**ASSIGNMENT**
Which lines of the entries contain the word "filter"? Please list them.

=== Begin Enclosure ===

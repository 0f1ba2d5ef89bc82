//! Hierarchical category selection with derived tri-state parents.
//!
//! Only leaf names are ever stored in a selection. Parent state is computed on
//! read from the selection and the tree, never cached on the node.

use std::collections::BTreeSet;

use serde::{Deserialize, Serialize};

#[derive(Debug, Clone, PartialEq, Eq, Serialize, Deserialize)]
pub struct CategoryNode {
    pub name: String,
    #[serde(default)]
    pub children: Vec<CategoryNode>,
}

#[derive(Debug, Clone, Copy, PartialEq, Eq)]
pub enum SelectionState {
    Unchecked,
    Indeterminate,
    Checked,
}

impl CategoryNode {
    pub fn leaf(name: impl Into<String>) -> Self {
        Self { name: name.into(), children: vec![] }
    }

    pub fn parent(name: impl Into<String>, children: Vec<CategoryNode>) -> Self {
        Self { name: name.into(), children }
    }

    pub fn is_leaf(&self) -> bool {
        self.children.is_empty()
    }

    /// Names of all leaves below this node, in tree order.
    /// A node without children has no descendant leaves.
    pub fn descendant_leaves(&self) -> Vec<&str> {
        let mut leaves = Vec::new();
        for child in &self.children {
            if child.is_leaf() {
                leaves.push(child.name.as_str());
            } else {
                leaves.extend(child.descendant_leaves());
            }
        }
        leaves
    }
}

/// Tri-state of `node` given the selected leaves. A leaf reports its own
/// membership; a parent without leaves is always unchecked.
pub fn compute_parent_state(node: &CategoryNode, selected: &BTreeSet<String>) -> SelectionState {
    if node.is_leaf() {
        return if selected.contains(&node.name) { SelectionState::Checked } else { SelectionState::Unchecked };
    }
    let leaves = node.descendant_leaves();
    let picked = leaves.iter().filter(|leaf| selected.contains(**leaf)).count();
    match picked {
        0 => SelectionState::Unchecked,
        n if n == leaves.len() => SelectionState::Checked,
        _ => SelectionState::Indeterminate,
    }
}

/// Selects every descendant leaf unless all of them are already selected, in
/// which case all of them are deselected. A node without children is a no-op.
pub fn toggle_parent(node: &CategoryNode, selected: &BTreeSet<String>) -> BTreeSet<String> {
    let leaves = node.descendant_leaves();
    if leaves.is_empty() {
        return selected.clone();
    }
    let mut next = selected.clone();
    if compute_parent_state(node, selected) == SelectionState::Checked {
        for leaf in leaves {
            next.remove(leaf);
        }
    } else {
        next.extend(leaves.into_iter().map(str::to_string));
    }
    next
}

pub fn toggle_leaf(name: &str, selected: &BTreeSet<String>) -> BTreeSet<String> {
    let mut next = selected.clone();
    if !next.remove(name) {
        next.insert(name.to_string());
    }
    next
}

/// The full category tree supplied by the taxonomy collaborator. Read-only.
#[derive(Debug, Clone, PartialEq, Eq, Serialize, Deserialize, Default)]
#[serde(transparent)]
pub struct CategoryTaxonomy {
    pub roots: Vec<CategoryNode>,
}

impl CategoryTaxonomy {
    pub fn new(roots: Vec<CategoryNode>) -> Self {
        Self { roots }
    }

    pub fn find(&self, name: &str) -> Option<&CategoryNode> {
        fn walk<'a>(nodes: &'a [CategoryNode], name: &str) -> Option<&'a CategoryNode> {
            for node in nodes {
                if node.name == name {
                    return Some(node);
                }
                if let Some(found) = walk(&node.children, name) {
                    return Some(found);
                }
            }
            None
        }
        walk(&self.roots, name)
    }

    /// Keeps only names that are leaves of this taxonomy.
    pub fn retain_leaves(&self, selected: &BTreeSet<String>) -> BTreeSet<String> {
        selected
            .iter()
            .filter(|name| self.find(name).is_some_and(CategoryNode::is_leaf))
            .cloned()
            .collect()
    }
}

/// Which parents are unfolded in the category panel. View-local, never
/// part of the query state.
#[derive(Debug, Clone, PartialEq, Eq, Default)]
pub struct ExpansionState {
    expanded: BTreeSet<String>,
}

impl ExpansionState {
    pub fn is_expanded(&self, name: &str) -> bool {
        self.expanded.contains(name)
    }

    pub fn toggle(&mut self, name: &str) {
        if !self.expanded.remove(name) {
            self.expanded.insert(name.to_string());
        }
    }

    /// A parent whose leaves were just all selected is unfolded so the
    /// selection is visible.
    pub fn after_parent_toggle(&mut self, node: &CategoryNode, selected_after: &BTreeSet<String>) {
        if compute_parent_state(node, selected_after) == SelectionState::Checked {
            self.expanded.insert(node.name.clone());
        }
    }
}

/// Label for the collapsed category picker, with Russian plural forms.
pub fn selection_summary(count: usize) -> String {
    if count == 0 {
        return "Выберите категории".to_string();
    }
    let (mod10, mod100) = (count % 10, count % 100);
    if mod10 == 1 && mod100 != 11 {
        format!("Выбрана {count} категория")
    } else if (2..=4).contains(&mod10) && !(12..=14).contains(&mod100) {
        format!("Выбраны {count} категории")
    } else {
        format!("Выбраны {count} категорий")
    }
}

=== End Enclosure ===

**SOLUTION TO THIS PROBLEM**
    let picked = leaves.iter().filter(|leaf| selected.contains(**leaf)).count();
            .filter(|name| self.find(name).is_some_and(CategoryNode::is_leaf))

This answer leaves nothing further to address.